We begin by defining the pair wise coverage of a single feature f. We then define the pair wise coverage of an entire query of
features q.

We define the pair wise coverage Vf of a feature f by two items i, jas the percentage of all possible values of f that
can be covered by both i and j.

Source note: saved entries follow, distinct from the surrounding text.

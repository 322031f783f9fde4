//! Tests for fill visualization capture and GIF export

#[cfg(test)]
mod tests {
    use patchfill::InpaintError;
    use patchfill::io::configuration::HOLE_COLOR;
    use patchfill::io::visualization::VisualizationCapture;
    use patchfill::spatial::grid::{ImageGrid, Mask};

    fn setup() -> (ImageGrid, Mask) {
        let image = ImageGrid::filled(6, 6, &[10.0, 20.0, 30.0]).expect("valid image");
        let mut mask = Mask::new(6, 6);
        mask.set_hole([2, 2]);
        mask.set_hole([2, 3]);
        (image, mask)
    }

    // Tests a new capture has no commits
    // Verified by recording the initial frame as a commit
    #[test]
    fn test_visualization_capture_new() {
        let (image, mask) = setup();
        let viz = VisualizationCapture::new(&image, &mask);
        assert_eq!(viz.commit_count(), 0);
        assert!(viz.strokes().is_empty());
    }

    // Tests commit recording stores the filled pixels with their colors
    // Verified by storing the hole color for filled pixels
    #[test]
    fn test_record_commit() {
        let (image, mask) = setup();
        let mut viz = VisualizationCapture::new(&image, &mask);

        viz.record_commit(3, &image, &[[2, 2], [2, 3]]);
        assert_eq!(viz.commit_count(), 1);

        let stroke = viz.strokes().first().expect("one stroke");
        assert_eq!(stroke.iteration, 3);
        assert_eq!(stroke.pixels.len(), 2);
        assert!(stroke.pixels.iter().all(|(_, color)| *color == [10, 20, 30, 255]));
        assert_ne!(HOLE_COLOR, [10, 20, 30, 255]);
    }

    // Tests error when exporting empty visualization
    // Verified by removing empty strokes check
    #[test]
    fn test_export_gif_no_commits() {
        let (image, mask) = setup();
        let viz = VisualizationCapture::new(&image, &mask);
        let dir = tempfile::tempdir().expect("temp dir");

        let result = viz.export_gif(&dir.path().join("empty.gif"), 50);
        assert!(matches!(result, Err(InpaintError::InvalidParameter { .. })));
    }

    // Tests GIF export writes a decodable file
    // Verified by skipping the encoder
    #[test]
    fn test_export_gif_writes_file() {
        let (image, mask) = setup();
        let mut viz = VisualizationCapture::new(&image, &mask);
        for iteration in 1..=5 {
            viz.record_commit(iteration, &image, &[[2, 2]]);
        }

        let dir = tempfile::tempdir().expect("temp dir");
        let path = dir.path().join("viz").join("fill.gif");
        viz.export_gif(&path, 10).expect("export succeeds");

        let decoded = image::open(&path).expect("valid gif");
        assert_eq!(decoded.width(), 6);
        assert_eq!(decoded.height(), 6);
    }

    // Tests export into an unwritable location fails
    // Verified by ignoring file creation errors
    #[test]
    fn test_export_gif_bad_path() {
        let (image, mask) = setup();
        let mut viz = VisualizationCapture::new(&image, &mask);
        viz.record_commit(1, &image, &[[2, 2]]);

        let dir = tempfile::tempdir().expect("temp dir");
        let blocker = dir.path().join("file");
        std::fs::write(&blocker, b"x").expect("write blocker");

        let result = viz.export_gif(&blocker.join("out.gif"), 50);
        assert!(matches!(result, Err(InpaintError::FileSystem { .. })));
    }
}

Formally, given the set of all possible values Vf for f, we define:

V f i,j = |{v ∈ V f : v∠f [i] ∧v∠f [j]}|

www.iaset.us editor@iaset.us
12 J. Hemalatha & M. Abhilash Kumar Reddy

|values(f)|,

where v∠f [i] represents that v is covered by the value of item i for feature f.

Next, we describe the computation of V f i,j for different types of features.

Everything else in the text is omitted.